# Evaluate generative multimodal audio models

Use this notebook to evaluate the generative multimodal audio models. This notebook uses following metrics:

- Frechet Audio Distance (FAD)
- Kulback-Leibler Divergence (KLD)
- ImageBind score (IB)
- Synchronisation Error (SE)

**Note** Sometimes GPU resources are not freed until the Jupyter Kernel is restarted. If you encounter CUDA out of memory error, please restart the kernel and run the notebook again.

## Setup
User must have

1. Generated audio samples
1. GT audios for given videos that were used when generating the audio

## Configuration

In [1]:
from pathlib import Path
from pprint import pprint

from eval_utils.utils import dataclass_from_dict
from configs.evaluation_cfg import EvaluationCfg, PipelineCfg
from metrics.evaluation_metrics import EvaluationMetrics

%reload_ext autoreload
%autoreload 2

  warn(


In [2]:
sample_dir = Path("/home/hdd/ilpo/evaluation_data/synchronisonix/24-02-27T16-46-55/generated_samples_24-02-28T14-47-57_jepa")
# init evaluation config with default KLD and FAD metrics
evaluation_cfg = dataclass_from_dict(EvaluationCfg, {"sample_directory": sample_dir, "verbose": True, "pipeline": {"insync": {}}})
assert type(evaluation_cfg) == EvaluationCfg
assert type(evaluation_cfg.pipeline) == PipelineCfg


Evaluation pipeline:
sample_directory: /home/hdd/ilpo/evaluation_data/synchronisonix/24-02-27T16-46-55/generated_samples_24-02-28T14-47-57_jepa
gt_directory: /home/hdd/data/greatesthits/evaluation/GT
result_directory: /home/hdd/ilpo/evaluation_data/synchronisonix/24-02-27T16-46-55/generated_samples_24-02-28T14-47-57_jepa
PipelineCfg(fad=None, kld=None, insync=InSyncCfg(exp_name='24-01-04T16-39-21', device='cuda:0', vfps=25, afps=16000, input_size=256, ckpt_parent_path='./checkpoints/sync_models'))
verbose: True


# Metrics
Metrics class are initialised with the *EvaluationCfg* -class which defines the evaluation pipeline.

In [4]:
metrics = EvaluationMetrics(evaluation_cfg)
# metrics.run_all()
# print(f"FAD: {metrics.run_fad()}")
# print(f"KLD: {metrics.run_kld()}")
pprint(f"InSync: {metrics.run_insync()}")

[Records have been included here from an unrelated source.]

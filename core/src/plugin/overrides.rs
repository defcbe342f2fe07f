//! 运行时覆写：域名别名、脚本补丁、章节兜底策略。
//!
//! 覆写是宿主侧的兼容垫片：不重新发布插件就能修掉选择器漂移/站点换域名。
//! 按小写插件 id 查找；未配置的插件得到默认覆写（无别名、无补丁、默认策略），
//! 不视为错误，因为覆写本来就是可选配置。

use serde::{Deserialize, Serialize};

/// 覆写配置文档：`{entries: [RuntimeOverride]}`
#[derive(Debug, Clone, Default, Serialize, Deserialize)]
pub struct RuntimeOverrides {
    #[serde(default)]
    pub entries: Vec<RuntimeOverride>,
}

#[derive(Debug, Clone, Serialize, Deserialize)]
#[serde(rename_all = "camelCase")]
pub struct RuntimeOverride {
    pub plugin_id: String,
    #[serde(default = "default_override_version")]
    pub version: i64,
    #[serde(default)]
    pub domain_aliases: std::collections::BTreeMap<String, String>,
    #[serde(default)]
    pub script_patches: Vec<ScriptPatch>,
    #[serde(default)]
    pub chapter_fallback_policy: ChapterFallbackPolicy,
}

fn default_override_version() -> i64 {
    1
}

impl RuntimeOverride {
    pub fn empty(plugin_id: &str) -> Self {
        Self {
            plugin_id: plugin_id.to_string(),
            version: default_override_version(),
            domain_aliases: Default::default(),
            script_patches: Vec::new(),
            chapter_fallback_policy: ChapterFallbackPolicy::default(),
        }
    }
}

#[derive(Debug, Clone, Serialize, Deserialize)]
#[serde(rename_all = "camelCase")]
pub struct ScriptPatch {
    pub pattern: String,
    pub replacement: String,
    #[serde(default)]
    pub regex: bool,
    #[serde(default)]
    pub ignore_case: bool,
}

#[derive(Debug, Clone, Serialize, Deserialize)]
#[serde(rename_all = "camelCase")]
pub struct ChapterFallbackPolicy {
    #[serde(default = "default_true")]
    pub fill_missing_chapter_names: bool,
    #[serde(default = "default_true")]
    pub drop_duplicate_chapter_paths: bool,
    #[serde(default = "default_chapter_prefix")]
    pub chapter_name_prefix: String,
    #[serde(default = "default_true")]
    pub strip_fragment_from_chapter_path: bool,
}

fn default_true() -> bool {
    true
}

fn default_chapter_prefix() -> String {
    "Chapter".to_string()
}

impl Default for ChapterFallbackPolicy {
    fn default() -> Self {
        Self {
            fill_missing_chapter_names: true,
            drop_duplicate_chapter_paths: true,
            chapter_name_prefix: default_chapter_prefix(),
            strip_fragment_from_chapter_path: true,
        }
    }
}

impl RuntimeOverrides {
    /// 解析覆写文档；格式不合法时降级为空集合而不是启动失败。
    pub fn from_json(payload: Option<&str>) -> Self {
        let payload = match payload {
            Some(p) if !p.trim().is_empty() => p,
            _ => return Self::default(),
        };
        serde_json::from_str(payload).unwrap_or_default()
    }

    /// 同一插件 id 存在多条覆写时（例如分阶段迁移）取 `version` 最大的一条；
    /// 版本并列取声明顺序靠前者。查找结果只取决于 id 与集合内容，与列表顺序无关。
    pub fn for_plugin(&self, plugin_id: &str) -> RuntimeOverride {
        let wanted = plugin_id.to_lowercase();
        let mut best: Option<&RuntimeOverride> = None;
        for entry in &self.entries {
            if entry.plugin_id.to_lowercase() != wanted {
                continue;
            }
            match best {
                Some(cur) if cur.version >= entry.version => {}
                _ => best = Some(entry),
            }
        }
        best.cloned().unwrap_or_else(|| RuntimeOverride::empty(plugin_id))
    }
}

/// 域名别名：按“最长归一化前缀”改写 URL 的 scheme+host+path 前缀。
pub struct DomainAliasResolver<'a> {
    overrides: &'a RuntimeOverrides,
}

impl<'a> DomainAliasResolver<'a> {
    pub fn new(overrides: &'a RuntimeOverrides) -> Self {
        Self { overrides }
    }

    pub fn resolve(&self, plugin_id: &str, url: &str) -> String {
        resolve_alias(&self.overrides.for_plugin(plugin_id), url)
    }
}

/// 单条覆写内的别名改写（桥接层持有本插件覆写时用这个，避免重复查找）
pub fn resolve_alias(override_entry: &RuntimeOverride, url: &str) -> String {
    let input = url.trim();
    if input.is_empty() || override_entry.domain_aliases.is_empty() {
        return url.to_string();
    }

    let mut normalized: Vec<(String, String)> = override_entry
        .domain_aliases
        .iter()
        .map(|(from, to)| (normalize_prefix(from), normalize_prefix(to)))
        .filter(|(from, to)| !from.is_empty() && !to.is_empty())
        .collect();
    normalized.sort_by(|a, b| b.0.len().cmp(&a.0.len()));

    for (from, to) in normalized {
        let matched = input
            .get(..from.len())
            .map(|prefix| prefix.eq_ignore_ascii_case(&from))
            .unwrap_or(false);
        if matched {
            let suffix = &input[from.len()..];
            let target = to.trim_end_matches('/');
            return format!("{}{}", target, suffix);
        }
    }

    input.to_string()
}

fn normalize_prefix(value: &str) -> String {
    value.trim().trim_end_matches('/').to_string()
}

/// 脚本补丁：按声明顺序应用于脚本源文本（加载前）。
/// 字面量补丁做精确/忽略大小写的子串替换；正则补丁做全量 replace-all。
pub struct ScriptPatchApplier<'a> {
    overrides: &'a RuntimeOverrides,
}

impl<'a> ScriptPatchApplier<'a> {
    pub fn new(overrides: &'a RuntimeOverrides) -> Self {
        Self { overrides }
    }

    pub fn apply(&self, plugin_id: &str, script: &str) -> String {
        apply_patches(&self.overrides.for_plugin(plugin_id), script)
    }
}

pub fn apply_patches(override_entry: &RuntimeOverride, script: &str) -> String {
    let patches = &override_entry.script_patches;
    if patches.is_empty() {
        return script.to_string();
    }

    let mut result = script.to_string();
    for patch in patches {
        if patch.pattern.trim().is_empty() {
            continue;
        }
        if patch.regex {
            let pattern = if patch.ignore_case {
                format!("(?i){}", patch.pattern)
            } else {
                patch.pattern.clone()
            };
            if let Ok(re) = regex::Regex::new(&pattern) {
                result = re.replace_all(&result, patch.replacement.as_str()).into_owned();
            }
        } else if patch.ignore_case {
            let pattern = format!("(?i){}", regex::escape(&patch.pattern));
            if let Ok(re) = regex::Regex::new(&pattern) {
                // 字面量替换：屏蔽替换串里的 $ 捕获组语法
                result = re
                    .replace_all(&result, regex::NoExpand(patch.replacement.as_str()))
                    .into_owned();
            }
        } else {
            result = result.replace(&patch.pattern, &patch.replacement);
        }
    }
    result
}

#[cfg(test)]
mod tests {
    use super::*;

    fn override_with_version(id: &str, version: i64) -> RuntimeOverride {
        RuntimeOverride {
            version,
            ..RuntimeOverride::empty(id)
        }
    }

    #[test]
    fn test_resolution_picks_max_version_order_independent() {
        let a = override_with_version("Site", 1);
        let b = override_with_version("site", 3);
        let c = override_with_version("SITE", 2);

        for entries in [
            vec![a.clone(), b.clone(), c.clone()],
            vec![c.clone(), a.clone(), b.clone()],
            vec![b.clone(), c.clone(), a.clone()],
        ] {
            let overrides = RuntimeOverrides { entries };
            assert_eq!(overrides.for_plugin("site").version, 3);
        }
    }

    #[test]
    fn test_resolution_tie_keeps_first_and_absent_yields_default() {
        let mut first = override_with_version("x", 2);
        first.chapter_fallback_policy.chapter_name_prefix = "First".to_string();
        let second = override_with_version("x", 2);
        let overrides = RuntimeOverrides {
            entries: vec![first, second],
        };
        assert_eq!(
            overrides.for_plugin("x").chapter_fallback_policy.chapter_name_prefix,
            "First"
        );

        let missing = overrides.for_plugin("unknown");
        assert!(missing.domain_aliases.is_empty());
        assert!(missing.script_patches.is_empty());
        assert_eq!(missing.version, 1);
    }

    #[test]
    fn test_malformed_document_degrades_to_empty() {
        assert!(RuntimeOverrides::from_json(Some("{broken")).entries.is_empty());
        assert!(RuntimeOverrides::from_json(None).entries.is_empty());
        assert!(RuntimeOverrides::from_json(Some("  ")).entries.is_empty());
    }

    #[test]
    fn test_alias_longest_prefix_wins() {
        let mut entry = RuntimeOverride::empty("p");
        entry
            .domain_aliases
            .insert("https://a.com".to_string(), "https://b.com".to_string());
        entry.domain_aliases.insert(
            "https://a.com/sub/".to_string(),
            "https://c.com/mirror".to_string(),
        );

        assert_eq!(
            resolve_alias(&entry, "https://a.com/sub/ch-1"),
            "https://c.com/mirror/ch-1"
        );
        assert_eq!(
            resolve_alias(&entry, "HTTPS://A.COM/other"),
            "https://b.com/other"
        );
        assert_eq!(resolve_alias(&entry, "https://x.com/keep"), "https://x.com/keep");
    }

    #[test]
    fn test_patch_literal_regex_and_ignore_case() {
        let mut entry = RuntimeOverride::empty("p");
        entry.script_patches = vec![
            ScriptPatch {
                pattern: ".old-list".to_string(),
                replacement: ".new-list".to_string(),
                regex: false,
                ignore_case: false,
            },
            ScriptPatch {
                pattern: "SELECT\\(\"(\\w+)\"\\)".to_string(),
                replacement: "select(\"$1\")".to_string(),
                regex: true,
                ignore_case: true,
            },
            ScriptPatch {
                pattern: "chapterROW".to_string(),
                replacement: "chapter_row".to_string(),
                regex: false,
                ignore_case: true,
            },
        ];

        let script = r#"let a = q(".old-list"); Select("div"); let b = CHAPTERrow;"#;
        let patched = apply_patches(&entry, script);
        assert_eq!(
            patched,
            r#"let a = q(".new-list"); select("div"); let b = chapter_row;"#
        );
    }
}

Reencoding directory generated_samples_24-02-28T14-47-57_jepa to 25 fps, 16000 afps, 256 input size: 100%|██████████| 40/40 [00:05<00:00,  7.28it/s]


Reencoded samples


TypeError: cross_entropy_loss(): argument 'target' (position 2) must be Tensor, not dict

In [None]:
metrics.export_results()